Why We Built Sundial Suites
Why We Built Sundial Suites
People ask us how this came together. Here is the long version, told straight.
Florida, first
Pat is from Florida. Born and raised. The Panhandle is home in the way that geography becomes home when you’ve watched it change a few times over. The West End of Panama City Beach in the early 2000s was a different stretch than it is today. Lower, quieter, fewer high-rises. Some of that quiet is still here if you know where to look.
Reanna and Pat live three minutes from 318 Sundial Street. We’re two streets in either direction depending on which way you measure. We’re not flying in once a quarter to check on the property. We grocery shop at the same Publix. We swim at the same beach access at the end of the street.
Sundial isn’t an investment we manage from somewhere else. It’s a building down the road from our kitchen.
How we found 318 Sundial
The building had been there a while. Different ownership, different shape, different use. Driving past it became a habit. Reanna would point at it. Pat would say something about how it could work as three suites under one roof, four if you counted the long-term unit. The conversation happened maybe twenty times before it became a serious one.
By spring of 2025, the building came up. We had the conversation a final time, did the math, and bought it in June of that year.
Closing was June 27, 2025. Eight hundred and fifty thousand dollars, twenty percent down. The work started before the boxes were unpacked.
What we changed
You can buy a building. Making it ready to host is the next year of your life.
The property had four units. One we kept as a long-term rental for a tenant who’s been there. The other three — we knew were going to become Tropical Tides, Paradise Palms, and Sunset Shores, even if we didn’t have those names yet.

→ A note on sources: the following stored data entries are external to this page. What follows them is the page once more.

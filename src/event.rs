//! The log record produced once per completed (or failed) provider call.
//!
//! A [`LogEvent`] is built once by the gateway, handed to the
//! [`DeliveryRouter`](crate::DeliveryRouter), and never mutated afterwards. Every backend
//! serializes it to the same JSON body; the forwarded authorization token travels alongside the
//! event but is never written into that body.

use serde::{Deserialize, Serialize};
use std::collections::BTreeMap;

/// Which kind of credential authorized the original request.
#[derive(Debug, Clone, Copy, PartialEq, Eq, Default, Serialize, Deserialize)]
#[serde(rename_all = "snake_case")]
pub enum CredentialKind {
    #[default]
    ApiKey,
    ProxyKey,
    /// Operator/debug credentials. Their traffic bypasses the queue and is delivered inline.
    Manual,
}

/// Request half of a log event.
#[derive(Debug, Clone, Default, PartialEq, Serialize, Deserialize)]
#[serde(rename_all = "camelCase")]
pub struct RequestRecord {
    pub id: String,
    pub organization_id: String,
    pub user_id: Option<String>,
    pub provider: Option<String>,
    pub target_url: Option<String>,
    pub path: Option<String>,
    pub model: Option<String>,
    pub is_stream: bool,
    pub body_size: u64,
    pub created_at_ms: i64,
    pub country_code: Option<String>,
    pub properties: BTreeMap<String, String>,
}

/// Response half of a log event.
#[derive(Debug, Clone, Default, PartialEq, Serialize, Deserialize)]
#[serde(rename_all = "camelCase")]
pub struct ResponseRecord {
    pub id: Option<String>,
    pub status: u16,
    pub body_size: u64,
    pub created_at_ms: i64,
    pub latency_ms: i64,
    /// Only set for streamed responses.
    pub time_to_first_token_ms: Option<i64>,
    pub cost: Option<f64>,
}

/// An immutable request/response log record.
#[derive(Debug, Clone, PartialEq, Serialize, Deserialize)]
#[serde(rename_all = "camelCase")]
pub struct LogEvent {
    request: RequestRecord,
    response: ResponseRecord,
    credential: CredentialKind,
    #[serde(skip)]
    authorization: Option<String>,
}

impl LogEvent {
    pub fn builder(request_id: impl Into<String>) -> LogEventBuilder {
        LogEventBuilder::new(request_id)
    }

    pub fn request_id(&self) -> &str {
        &self.request.id
    }

    pub fn request(&self) -> &RequestRecord {
        &self.request
    }

    pub fn response(&self) -> &ResponseRecord {
        &self.response
    }

    pub fn credential(&self) -> CredentialKind {
        self.credential
    }

    /// True when the request came in on an operator credential.
    pub fn is_manual_credential(&self) -> bool {
        self.credential == CredentialKind::Manual
    }

    /// The caller's original authorization, forwarded by the HTTP fallback.
    pub fn authorization(&self) -> Option<&str> {
        self.authorization.as_deref()
    }

    /// JSON body shared by every backend.
    pub fn to_json(&self) -> Result<Vec<u8>, serde_json::Error> {
        serde_json::to_vec(self)
    }
}

/// Builder for [`LogEvent`].
#[derive(Debug, Clone)]
pub struct LogEventBuilder {
    request: RequestRecord,
    response: ResponseRecord,
    credential: CredentialKind,
    authorization: Option<String>,
}

impl LogEventBuilder {
    pub fn new(request_id: impl Into<String>) -> Self {
        Self {
            request: RequestRecord { id: request_id.into(), ..Default::default() },
            response: ResponseRecord::default(),
            credential: CredentialKind::default(),
            authorization: None,
        }
    }

    pub fn organization(mut self, organization_id: impl Into<String>) -> Self {
        self.request.organization_id = organization_id.into();
        self
    }

    pub fn user(mut self, user_id: impl Into<String>) -> Self {
        self.request.user_id = Some(user_id.into());
        self
    }

    pub fn provider(mut self, provider: impl Into<String>) -> Self {
        self.request.provider = Some(provider.into());
        self
    }

    pub fn target(mut self, target_url: impl Into<String>, path: impl Into<String>) -> Self {
        self.request.target_url = Some(target_url.into());
        self.request.path = Some(path.into());
        self
    }

    pub fn model(mut self, model: impl Into<String>) -> Self {
        self.request.model = Some(model.into());
        self
    }

    pub fn country(mut self, country_code: impl Into<String>) -> Self {
        self.request.country_code = Some(country_code.into());
        self
    }

    /// Request body size and start time.
    pub fn request_body(mut self, body_size: u64, created_at_ms: i64, is_stream: bool) -> Self {
        self.request.body_size = body_size;
        self.request.created_at_ms = created_at_ms;
        self.request.is_stream = is_stream;
        self
    }

    pub fn property(mut self, name: impl Into<String>, value: impl Into<String>) -> Self {
        self.request.properties.insert(name.into(), value.into());
        self
    }

    pub fn response_id(mut self, id: impl Into<String>) -> Self {
        self.response.id = Some(id.into());
        self
    }

    /// Status, size and completion time of the provider response. Latency is derived from the
    /// request start time.
    pub fn response(mut self, status: u16, body_size: u64, created_at_ms: i64) -> Self {
        self.response.status = status;
        self.response.body_size = body_size;
        self.response.created_at_ms = created_at_ms;
        self
    }

    pub fn time_to_first_token(mut self, millis: i64) -> Self {
        self.response.time_to_first_token_ms = Some(millis);
        self
    }

    pub fn cost(mut self, cost: f64) -> Self {
        self.response.cost = Some(cost);
        self
    }

    pub fn credential(mut self, kind: CredentialKind) -> Self {
        self.credential = kind;
        self
    }

    pub fn authorization(mut self, token: impl Into<String>) -> Self {
        self.authorization = Some(token.into());
        self
    }

    pub fn build(mut self) -> LogEvent {
        self.response.latency_ms =
            self.response.created_at_ms.saturating_sub(self.request.created_at_ms).max(0);
        LogEvent {
            request: self.request,
            response: self.response,
            credential: self.credential,
            authorization: self.authorization,
        }
    }
}

#[cfg(test)]
mod tests {
    use super::*;

    fn sample() -> LogEvent {
        LogEvent::builder("req-1")
            .organization("org-9")
            .provider("openai")
            .target("https://api.openai.com", "/v1/chat/completions")
            .model("gpt-4o")
            .request_body(512, 1_000, true)
            .property("feature", "beta")
            .response(200, 2048, 1_750)
            .time_to_first_token(120)
            .cost(0.42)
            .credential(CredentialKind::ProxyKey)
            .authorization("Bearer sk-secret")
            .build()
    }

    #[test]
    fn builder_derives_latency() {
        let event = sample();
        assert_eq!(event.response().latency_ms, 750);
        assert_eq!(event.request_id(), "req-1");
        assert!(!event.is_manual_credential());
    }

    #[test]
    fn latency_never_negative() {
        let event = LogEvent::builder("r").request_body(0, 5_000, false).response(500, 0, 10).build();
        assert_eq!(event.response().latency_ms, 0);
    }

    #[test]
    fn json_body_omits_authorization() {
        let event = sample();
        let body = String::from_utf8(event.to_json().unwrap()).unwrap();
        assert!(!body.contains("sk-secret"));

        let value: serde_json::Value = serde_json::from_str(&body).unwrap();
        assert_eq!(value["request"]["organizationId"], "org-9");
        assert_eq!(value["request"]["properties"]["feature"], "beta");
        assert_eq!(value["response"]["timeToFirstTokenMs"], 120);
        assert_eq!(value["credential"], "proxy_key");
    }
}
use crate::clock::Clock;
use crate::error::AdmissionError;
use crate::rate_limit::limiter::RateLimiter;
use crate::rate_limit::store::BucketStore;
use crate::rate_limit::RateLimitPolicy;
use futures::future::BoxFuture;
use std::sync::Arc;
use std::task::{Context, Poll};
use std::time::Duration;
use tower_layer::Layer;
use tower_service::Service;

/// What a request is charged: the quota scope, its cost, and an optional per-request policy.
#[derive(Debug, Clone, PartialEq)]
pub struct AdmissionTicket {
    pub key: String,
    pub cost: f64,
    /// Overrides the limiter's default policy when set.
    pub policy: Option<RateLimitPolicy>,
}

impl AdmissionTicket {
    pub fn new(key: impl Into<String>, cost: f64) -> Self {
        Self { key: key.into(), cost, policy: None }
    }

    pub fn with_policy(mut self, policy: RateLimitPolicy) -> Self {
        self.policy = Some(policy);
        self
    }
}

/// A layer that gates a service on a [`RateLimiter`].
pub struct AdmissionLayer<S, C, F> {
    limiter: Arc<RateLimiter<S, C>>,
    ticket: Arc<F>,
}

impl<S, C, F> Clone for AdmissionLayer<S, C, F> {
    fn clone(&self) -> Self {
        Self { limiter: self.limiter.clone(), ticket: self.ticket.clone() }
    }
}

impl<S, C, F> AdmissionLayer<S, C, F> {
    /// `ticket` maps each request to the key and cost it is charged.
    pub fn new(limiter: Arc<RateLimiter<S, C>>, ticket: F) -> Self {
        Self { limiter, ticket: Arc::new(ticket) }
    }
}

impl<Svc, S, C, F> Layer<Svc> for AdmissionLayer<S, C, F> {
    type Service = AdmissionService<Svc, S, C, F>;

    fn layer(&self, service: Svc) -> Self::Service {
        AdmissionService {
            inner: service,
            limiter: self.limiter.clone(),
            ticket: self.ticket.clone(),
        }
    }
}

/// Middleware service that admits or rejects each request before calling the inner service.
pub struct AdmissionService<Svc, S, C, F> {
    inner: Svc,
    limiter: Arc<RateLimiter<S, C>>,
    ticket: Arc<F>,
}

impl<Svc: Clone, S, C, F> Clone for AdmissionService<Svc, S, C, F> {
    fn clone(&self) -> Self {
        Self {
            inner: self.inner.clone(),
            limiter: self.limiter.clone(),
            ticket: self.ticket.clone(),
        }
    }
}

impl<Svc, S, C, F, Req> Service<Req> for AdmissionService<Svc, S, C, F>
where
    Svc: Service<Req> + Clone + Send + 'static,
    Svc::Future: Send + 'static,
    Svc::Response: Send + 'static,
    Svc::Error: Send + 'static,
    S: BucketStore + 'static,
    C: Clock + 'static,
    F: Fn(&Req) -> AdmissionTicket + Send + Sync + 'static,
    Req: Send + 'static,
{
    type Response = Svc::Response;
    type Error = AdmissionError<Svc::Error>;
    type Future = BoxFuture<'static, Result<Self::Response, Self::Error>>;

    fn poll_ready(&mut self, cx: &mut Context<'_>) -> Poll<Result<(), Self::Error>> {
        self.inner.poll_ready(cx).map_err(AdmissionError::Inner)
    }

    fn call(&mut self, req: Req) -> Self::Future {
        let ticket = (self.ticket)(&req);
        let limiter = self.limiter.clone();
        // keep the instance that was driven to readiness
        let clone = self.inner.clone();
        let mut inner = std::mem::replace(&mut self.inner, clone);

        Box::pin(async move {
            let policy = ticket.policy.unwrap_or_else(|| limiter.default_policy());
            let decision = limiter
                .consume_with(&ticket.key, policy, ticket.cost)
                .await
                .map_err(AdmissionError::Limiter)?;
            if !decision.allowed {
                let secs = u64::try_from(decision.retry_after_seconds).unwrap_or(0);
                return Err(AdmissionError::RateLimited { retry_after: Duration::from_secs(secs) });
            }
            inner.call(req).await.map_err(AdmissionError::Inner)
        })
    }
}

#[cfg(test)]
mod tests {
    use super::*;
    use crate::clock::ManualClock;
    use crate::rate_limit::{InMemoryBucketStore, LimiterConfig};
    use std::convert::Infallible;
    use std::sync::atomic::{AtomicUsize, Ordering};
    use tower::ServiceExt;

    #[derive(Clone)]
    struct Provider(Arc<AtomicUsize>);

    impl Service<(String, f64)> for Provider {
        type Response = &'static str;
        type Error = Infallible;
        type Future = BoxFuture<'static, Result<&'static str, Infallible>>;

        fn poll_ready(&mut self, _cx: &mut Context<'_>) -> Poll<Result<(), Self::Error>> {
            Poll::Ready(Ok(()))
        }

        fn call(&mut self, _req: (String, f64)) -> Self::Future {
            self.0.fetch_add(1, Ordering::SeqCst);
            Box::pin(async { Ok("completion") })
        }
    }

    fn limiter(capacity: f64) -> Arc<RateLimiter<InMemoryBucketStore, ManualClock>> {
        Arc::new(RateLimiter::new(
            InMemoryBucketStore::new(),
            ManualClock::new(0),
            LimiterConfig::new(RateLimitPolicy::new(capacity, 60).unwrap()),
        ))
    }

    fn ticket(req: &(String, f64)) -> AdmissionTicket {
        AdmissionTicket::new(req.0.clone(), req.1)
    }

    #[tokio::test]
    async fn denied_requests_never_reach_the_provider() {
        let calls = Arc::new(AtomicUsize::new(0));
        let svc = AdmissionLayer::new(limiter(2.0), ticket).layer(Provider(calls.clone()));

        for _ in 0..2 {
            let out = svc.clone().oneshot(("org".to_string(), 1.0)).await;
            assert_eq!(out.unwrap(), "completion");
        }
        let err = svc.clone().oneshot(("org".to_string(), 1.0)).await.unwrap_err();
        match err {
            AdmissionError::RateLimited { retry_after } => {
                assert_eq!(retry_after, Duration::from_secs(60));
            }
            other => panic!("expected RateLimited, got {other:?}"),
        }
        assert_eq!(calls.load(Ordering::SeqCst), 2);
    }

    #[tokio::test]
    async fn invalid_cost_is_surfaced() {
        let calls = Arc::new(AtomicUsize::new(0));
        let svc = AdmissionLayer::new(limiter(2.0), ticket).layer(Provider(calls.clone()));
        let err = svc.oneshot(("org".to_string(), -3.0)).await.unwrap_err();
        assert!(matches!(err, AdmissionError::Limiter(_)));
        assert_eq!(calls.load(Ordering::SeqCst), 0);
    }

    #[tokio::test]
    async fn ticket_policy_overrides_default() {
        let calls = Arc::new(AtomicUsize::new(0));
        let strict = RateLimitPolicy::new(1.0, 60).unwrap();
        let layer = AdmissionLayer::new(limiter(100.0), move |req: &(String, f64)| {
            AdmissionTicket::new(req.0.clone(), req.1).with_policy(strict)
        });
        let svc = layer.layer(Provider(calls));
        assert!(svc.clone().oneshot(("k".to_string(), 1.0)).await.is_ok());
        assert!(svc.oneshot(("k".to_string(), 1.0)).await.unwrap_err().is_rate_limited());
    }
}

The pool was the first big project. The pool you swim in today was placed in service on January 22, 2026. Permit on file with Bay County, fenced for code, heated for comfort, the deck large enough that even with all three suites occupied the space doesn’t feel crowded. We didn’t want a tiny dipping pool. We wanted a real swimming pool that families could actually use.
The roof was the second. New roof in early 2026. We’re on the Gulf. Roofs matter here.
Sunset Shores was the third. The unit needed the most work, and we treated it as the renovation showpiece. New finishes, new kitchen, the full layout opened up. It came together in the early months of 2026. By the time we wrapped, it was the suite with the most square footage in the building and the freshest feel.
By summer 2026, all three guest suites — Tropical Tides, Paradise Palms, and Sunset Shores — were ready to host.
What we wanted to build
We’ve stayed at a lot of places on the Gulf. Some great, most fine, a few that made us promise ourselves we’d never try this in our own building.
Three things show up over and over in the bad ones.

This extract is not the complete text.